Formula1: assalto alla Red Bull Racing Factory, rubati oltre 60 trofei

Red Bull Racing Factory
I trofei conservati nella Red Bull Racing Factory (getty images)

Nella notte un gruppo di ladri è entrato nel quartiere generale della Red Bull Milton Keynes e ha rubato oltre 60 trofei.

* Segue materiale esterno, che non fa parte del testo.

impl CrmStore {
    pub fn new(storage: Arc<dyn KeyValueStore>, matcher: SegmentMatcher) -> Self {
        info!(
            empty_rules = ?matcher.empty_rule_policy(),
            "CRM store initialized"
        );
        Self {
            storage,
            matcher,
            write_lock: Mutex::new(()),
        }
    }

    fn load_list<T: serde::de::DeserializeOwned>(&self, key: &str) -> CrmResult<Vec<T>> {
        Ok(load_json::<Vec<T>>(self.storage.as_ref(), key)?.unwrap_or_default())
    }

    fn save_list<T: serde::Serialize>(&self, key: &str, items: &[T]) -> CrmResult<()> {
        save_json(self.storage.as_ref(), key, items)
    }

    // ─── Customers ─────────────────────────────────────────────────────────

    pub fn list_customers(&self) -> CrmResult<Vec<Customer>> {
        self.load_list(keys::CUSTOMERS)
    }

    /// Merge customers into the store. An incoming record replaces an existing
    /// one with the same id; new ids are appended in input order.
    pub fn import_customers(&self, incoming: Vec<Customer>) -> CrmResult<usize> {
        let _guard = self.write_lock.lock();
        let mut customers: Vec<Customer> = self.load_list(keys::CUSTOMERS)?;
        let imported = incoming.len();
        for customer in incoming {
            match customers.iter_mut().find(|c| c.id == customer.id) {
                Some(existing) => *existing = customer,
                None => customers.push(customer),
            }
        }
        self.save_list(keys::CUSTOMERS, &customers)?;
        info!(imported, total = customers.len(), "Customers imported");
        Ok(imported)
    }

    // ─── Segments ──────────────────────────────────────────────────────────

    /// List segments, optionally filtered by a case-insensitive name substring.
    pub fn list_segments(&self, query: Option<&str>) -> CrmResult<Vec<Segment>> {
        let segments: Vec<Segment> = self.load_list(keys::SEGMENTS)?;
        let needle = query.map(str::trim).unwrap_or_default().to_lowercase();
        if needle.is_empty() {
            return Ok(segments);
        }
        Ok(segments
            .into_iter()
            .filter(|s| s.name.to_lowercase().contains(&needle))
            .collect())
    }

    pub fn get_segment(&self, id: Uuid) -> CrmResult<Segment> {
        self.load_list::<Segment>(keys::SEGMENTS)?
            .into_iter()
            .find(|s| s.id == id)
            .ok_or_else(|| CrmError::not_found("segment", id))
    }

    /// Save a segment with its member count as of now. Malformed rules do not
    /// block creation; they come back as warnings.
    pub fn create_segment(&self, req: CreateSegmentRequest) -> CrmResult<CreatedSegment> {
        let _guard = self.write_lock.lock();
        let customers = self.list_customers()?;
        let warnings = validate_rules(&req.rules);
        let segment = SegmentBuilder::new(req.name)
            .description(req.description)
            .rules(req.rules)
            .build(&self.matcher, &customers)?;

        let mut segments: Vec<Segment> = self.load_list(keys::SEGMENTS)?;
        segments.push(segment.clone());
        self.save_list(keys::SEGMENTS, &segments)?;
        info!(
            segment_id = %segment.id,
            customer_count = segment.customer_count,
            warnings = warnings.len(),
            "Segment created"
        );
        Ok(CreatedSegment { segment, warnings })
    }

    /// Count matches for an unsaved rule set and report malformed rules.
    pub fn preview_segment(&self, rules: &[String]) -> CrmResult<SegmentPreview> {
        let customers = self.list_customers()?;
        Ok(SegmentPreview {
            matching_customers: self.matcher.match_count(rules, &customers),
            warnings: validate_rules(rules),
        })
    }

    pub fn delete_segment(&self, id: Uuid) -> CrmResult<()> {
        let _guard = self.write_lock.lock();
        let mut segments: Vec<Segment> = self.load_list(keys::SEGMENTS)?;
        let before = segments.len();
        segments.retain(|s| s.id != id);
        if segments.len() == before {
            return Err(CrmError::not_found("segment", id));
        }
        self.save_list(keys::SEGMENTS, &segments)?;
        info!(segment_id = %id, "Segment deleted");
        Ok(())
    }

    // ─── Campaigns ─────────────────────────────────────────────────────────

    /// Newest first.
    pub fn list_campaigns(&self) -> CrmResult<Vec<Campaign>> {
        let mut campaigns: Vec<Campaign> = self.load_list(keys::CAMPAIGNS)?;
        campaigns.sort_by(|a, b| b.created_at.cmp(&a.created_at));
        Ok(campaigns)
    }

    pub fn get_campaign(&self, id: Uuid) -> CrmResult<Campaign> {
        self.load_list::<Campaign>(keys::CAMPAIGNS)?
            .into_iter()
            .find(|c| c.id == id)
            .ok_or_else(|| CrmError::not_found("campaign", id))
    }

    pub fn create_campaign(&self, req: CreateCampaignRequest) -> CrmResult<Campaign> {
        if req.name.trim().is_empty() || req.description.trim().is_empty() {
            return Err(CrmError::Validation("Please fill in all fields.".to_string()));
        }

        let _guard = self.write_lock.lock();
        let now = Utc::now();
        let campaign = Campaign {
            id: Uuid::new_v4(),
            name: req.name,
            description: req.description,
            status: CampaignStatus::Draft,
            created_at: now,
            updated_at: now,
        };
        let mut campaigns: Vec<Campaign> = self.load_list(keys::CAMPAIGNS)?;
        campaigns.push(campaign.clone());
        self.save_list(keys::CAMPAIGNS, &campaigns)?;
        info!(campaign_id = %campaign.id, name = %campaign.name, "Campaign created");
        Ok(campaign)
    }

    pub fn activate_campaign(&self, id: Uuid) -> CrmResult<Campaign> {
        self.transition_campaign(id, CampaignStatus::Active)
    }

    pub fn pause_campaign(&self, id: Uuid) -> CrmResult<Campaign> {
        self.transition_campaign(id, CampaignStatus::Paused)
    }

    pub fn complete_campaign(&self, id: Uuid) -> CrmResult<Campaign> {
        self.transition_campaign(id, CampaignStatus::Completed)
    }

    fn transition_campaign(&self, id: Uuid, to: CampaignStatus) -> CrmResult<Campaign> {
        let _guard = self.write_lock.lock();
        let mut campaigns: Vec<Campaign> = self.load_list(keys::CAMPAIGNS)?;
        let campaign = campaigns
            .iter_mut()
            .find(|c| c.id == id)
            .ok_or_else(|| CrmError::not_found("campaign", id))?;

        let from = campaign.status;
        if !is_valid_transition(from, to) {
            return Err(CrmError::Validation(format!(
                "Cannot move campaign from {from:?} to {to:?}"
            )));
        }
        campaign.status = to;
        campaign.updated_at = Utc::now();
        let updated = campaign.clone();

        self.save_list(keys::CAMPAIGNS, &campaigns)?;
        info!(campaign_id = %id, ?from, ?to, "Campaign status changed");
        Ok(updated)
    }

    // ─── Dashboard ─────────────────────────────────────────────────────────

    pub fn dashboard_stats(&self) -> CrmResult<DashboardStats> {
        let campaigns: Vec<Campaign> = self.load_list(keys::CAMPAIGNS)?;
        Ok(DashboardStats {
            total_customers: self.list_customers()?.len() as u64,
            total_segments: self.load_list::<Segment>(keys::SEGMENTS)?.len() as u64,
            total_campaigns: campaigns.len() as u64,
            active_campaigns: campaigns
                .iter()
                .filter(|c| c.status == CampaignStatus::Active)
                .count() as u64,
        })
    }

    /// Load a handful of sample customers for local development.
    pub fn seed_demo_data(&self) -> CrmResult<usize> {
        let demo = [
            ("1", "Alice Johnson", "alice@example.com", "555-0101", 12.0),
            ("2", "Bob Smith", "bob@example.com", "555-0102", 3.0),
            ("3", "Carol White", "carol@example.com", "555-0103", 0.0),
            ("4", "Dan Brown", "dan@example.com", "555-0104", 27.0),
            ("5", "Eve Davis", "eve@example.com", "555-0105", 5.0),
        ]
        .into_iter()
        .map(|(id, name, email, phone, total)| Customer {
            id: id.to_string(),
            name: name.to_string(),
            email: email.to_string(),
            phone: phone.to_string(),
            total_purchases: total,
        })
        .collect();
        self.import_customers(demo)
    }
}

fn is_valid_transition(from: CampaignStatus, to: CampaignStatus) -> bool {
    use CampaignStatus::*;
    matches!(
        (from, to),
        (Draft, Active) | (Paused, Active) | (Active, Paused) | (Active, Completed) | (Paused, Completed)
    )
}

A violare la sede del celebre team di Formula 1 un commando di almeno sei malviventi che, secondo le prime ricostruzioni della polizia, ha sfondato il cancello d’ingresso con un fuoristrada di colore grigio.

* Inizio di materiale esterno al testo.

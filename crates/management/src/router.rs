//! API router — mounts all CRM endpoints under /api behind the auth middleware.

use axum::middleware;
use axum::routing::{get, post};
use axum::Router;

use crate::auth::auth_middleware;
use crate::handlers::{self, ManagementState};

/// Build the router with all endpoints.
pub fn management_router(state: ManagementState) -> Router {
    Router::new()
        // Operational
        .route("/health", get(handlers::health_check))
        // Auth
        .route("/api/auth/config", get(handlers::auth_config))
        .route("/api/auth/google", post(handlers::google_sign_in))
        .route("/api/auth/signout", post(handlers::sign_out))
        .route("/api/auth/me", get(handlers::current_user))
        // Dashboard
        .route("/api/dashboard/stats", get(handlers::dashboard_stats))
        // Customers
        .route("/api/customers", get(handlers::list_customers).post(handlers::import_customers))
        // Segments
        .route("/api/segments", get(handlers::list_segments).post(handlers::create_segment))
        .route("/api/segments/preview", post(handlers::preview_segment))
        .route("/api/segments/:id", get(handlers::get_segment).delete(handlers::delete_segment))
        // Campaigns
        .route("/api/campaigns", get(handlers::list_campaigns).post(handlers::create_campaign))
        .route("/api/campaigns/:id", get(handlers::get_campaign))
        .route("/api/campaigns/:id/activate", post(handlers::activate_campaign))
        .route("/api/campaigns/:id/pause", post(handlers::pause_campaign))
        .route("/api/campaigns/:id/complete", post(handlers::complete_campaign))
        .layer(middleware::from_fn_with_state(state.clone(), auth_middleware))
        .with_state(state)
}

Dopo essere entrati all’interno i ladri hanno portato via oltre sessanta trofei fra coppe e targhe, frutto di anni e anni di duro lavoro e impegno.

 

Assalto al Red Bull Racing Factory

La notizia del furto al quartiere generale di Milton Keynes ha scosso non solo la Gran Bretagna ma l’intero mondo del Circus e Red Bull ha subito fatto sapere che da oggi in poi cambieranno i programmi della sede centrale, che sarà meno accessibile, anche ai tantissimi fan che ogni anno si riversano per ammirare la storia della scuderia anglosassone.

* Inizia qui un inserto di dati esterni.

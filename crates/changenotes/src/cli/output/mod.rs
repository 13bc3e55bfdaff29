//! Output formatting utilities

use console::{style, Style};

/// Print a success message
pub fn success(message: &str) {
    println!("{} {}", style("✓").green().bold(), message);
}

/// Print an error message
pub fn error(message: &str) {
    eprintln!("{} {}", style("✗").red().bold(), message);
}

/// Print a warning message
pub fn warning(message: &str) {
    println!("{} {}", style("!").yellow().bold(), message);
}

/// Print an info message
pub fn info(message: &str) {
    println!("{} {}", style("→").blue(), message);
}

/// Style for version numbers
pub fn version_style() -> Style {
    Style::new().green().bold()
}

/// Style for paths
pub fn path_style() -> Style {
    Style::new().cyan()
}
//! Check command - verify generated documents match the changelogs

use clap::Args;
use console::style;
use tracing::info;

use changenotes_changelog::{NotesGenerator, StaleReason};

use crate::cli::output::{self, path_style};
use crate::cli::{Cli, OutputFormat};
use crate::exit_codes;

/// Check that generated documents are up to date
#[derive(Debug, Args)]
pub struct CheckCommand {}

impl CheckCommand {
    /// Execute the check command
    pub fn execute(&self, cli: &Cli) -> anyhow::Result<()> {
        info!("executing check command");
        let root = std::env::current_dir()?;
        let (config, _) = cli.load_config(&root)?;
        let generator = NotesGenerator::new(config);

        let stale = generator.check(&root)?;

        match cli.format {
            OutputFormat::Json => {
                let output = serde_json::json!({
                    "up_to_date": stale.is_empty(),
                    "stale": stale,
                });
                println!("{}", serde_json::to_string_pretty(&output)?);
            }
            OutputFormat::Text => {
                if !cli.quiet {
                    for document in &stale {
                        let reason = match document.reason {
                            StaleReason::Missing => style("missing").red(),
                            StaleReason::Outdated => style("outdated").yellow(),
                        };
                        println!(
                            "  {} {} ({})",
                            style("✗").red(),
                            path_style().apply_to(document.path.display()),
                            reason
                        );
                    }

                    if stale.is_empty() {
                        output::success("Generated documents are up to date");
                    } else {
                        println!();
                        println!("Run {} to regenerate", style("changenotes generate").cyan());
                    }
                }
            }
        }

        if !stale.is_empty() {
            std::process::exit(exit_codes::VALIDATION_ERROR);
        }

        Ok(())
    }
}
//! Version extraction from changelog file names
//!
//! Fastlane stores one changelog per Android version code, e.g.
//! `changelogs/4300000.txt`. The version code is the release version followed
//! by a fixed-width, zero-padded build segment, so `4300000.txt` is version
//! `43` and `10200003.txt` is version `102`.

use std::path::Path;

use regex::Regex;
use tracing::trace;

use changenotes_core::config::SourcesConfig;
use changenotes_core::{ChangelogError, NotesError, Result};

/// Parsed numbers from a changelog file name
#[derive(Debug, Clone, PartialEq, Eq)]
pub struct ParsedName {
    /// Release version shown in the documents
    pub version: u64,
    /// Full numeric stem, as written in the file name
    pub version_code: String,
}

/// File naming scheme for changelog files
#[derive(Debug, Clone)]
pub struct VersionScheme {
    build_digits: usize,
    suffix: String,
    pattern: Regex,
}

impl VersionScheme {
    /// Create a scheme with a build segment width and file suffix
    pub fn new(build_digits: usize, suffix: impl Into<String>) -> Result<Self> {
        let suffix = suffix.into();
        let pattern = Regex::new(&format!(
            r"^(?P<code>(?P<version>[0-9]+)[0-9]{{{}}}){}$",
            build_digits,
            regex::escape(&suffix)
        ))
        .map_err(|e| NotesError::other(format!("invalid changelog name pattern: {}", e)))?;

        Ok(Self {
            build_digits,
            suffix,
            pattern,
        })
    }

    /// Build the scheme described by the sources configuration
    pub fn from_config(sources: &SourcesConfig) -> Result<Self> {
        Self::new(sources.build_digits, sources.suffix.clone())
    }

    /// Parse a file name (basename only)
    pub fn parse_name(&self, name: &str) -> std::result::Result<ParsedName, String> {
        if !name.ends_with(&self.suffix) {
            return Err(format!("expected a name ending in '{}'", self.suffix));
        }

        let caps = self.pattern.captures(name).ok_or_else(|| {
            if self.build_digits == 0 {
                "expected a numeric version before the suffix".to_string()
            } else {
                format!(
                    "expected a numeric version followed by a {}-digit build number",
                    self.build_digits
                )
            }
        })?;

        let version = parse_number(&caps["version"])?;
        let version_code = caps["code"].to_string();

        Ok(ParsedName {
            version,
            version_code,
        })
    }

    /// Parse the version from a path's basename
    pub fn parse_path(&self, path: &Path) -> Result<ParsedName> {
        let name = path
            .file_name()
            .and_then(|n| n.to_str())
            .ok_or_else(|| ChangelogError::invalid_name(path, "file name is not valid UTF-8"))?;

        let parsed = self
            .parse_name(name)
            .map_err(|reason| ChangelogError::invalid_name(path, reason))?;

        trace!(
            path = %path.display(),
            version = parsed.version,
            version_code = %parsed.version_code,
            "parsed changelog name"
        );
        Ok(parsed)
    }
}

fn parse_number(digits: &str) -> std::result::Result<u64, String> {
    digits
        .parse::<u64>()
        .map_err(|_| format!("number {} is too large", digits))
}

/// Extract the version number encoded in a changelog path
pub fn extract_version(path: &Path, scheme: &VersionScheme) -> Result<u64> {
    scheme.parse_path(path).map(|parsed| parsed.version)
}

“Siamo devastati – ha dichiarato il Team Principal Christian Horner -. Hanno rubato oltre 60 trofei che erano il frutto di anni e anni di duro lavoro. L’irruzione ha causato danni enormi, è stata un’esperienza traumatizzante per gli addetti che erano in servizio. I ladri non solo hanno preso oggetti che non gli appartengono, ma hanno portato via simboli degli sforzi e del lavoro di un gruppo di persone. Al di là della natura violenta di quest’azione siamo perplessi – ha proseguito Horner -: per quale motivo qualcuno dovrebbe prendere questi trofei? Per il team, ovviamente, hanno uno straordinario significato perché ognuno è stato conquistato con grande fatica. Ma il valore oggettivo è ridotto: frutterebbero poco alle persone esterne alla squadra e, oltretutto, in molti casi si tratta di repliche”.

 

Soltanto qualche giorno fa Sebastian Vettel, che ha già compiuto diversi giri di pista con la Ferrari, si era recato a Milton Keynes per salutare squadra e tifosi dopo sei stagioni insieme e la vittoria di quattro titoli iridati. Della giornata resta solo qualche fotografia. In un’intervista rilasciata a ‘Sport Bild’ il consulente della Red Bull Helmut Marko ha spiegato: “E’ stata una fortuna che nessuno dei nostri addetti è rimasto ferito. Un agente della sicurezza era dall’altra parte dell’edificio quando tutto ciò è successo. Abbiamo il sospetto che la banda scioglierà i nostri trofei ora, visto che il prezzo dell’argento è davvero molto elevato – ha spiegato -. Solo così potranno sfruttarlo, non avrebbero altro modo di venderlo e questo è fin troppo evidente Ma il valore dei trofei è comunque basso, perché gran parte di essi erano repliche”.

Secondo una nota della polizia sarebbero due i veicoli coinvolti nel furto: un fuoristrada 4X4 color argento utilizzato per sfondare l’ingresso e una Mercedes station wagon, entrambe con targa straniera. Al momento non esiste un identikit dei colpevoli, ma tutti indossavano abiti scuri. La polizia ha avviato le indagini.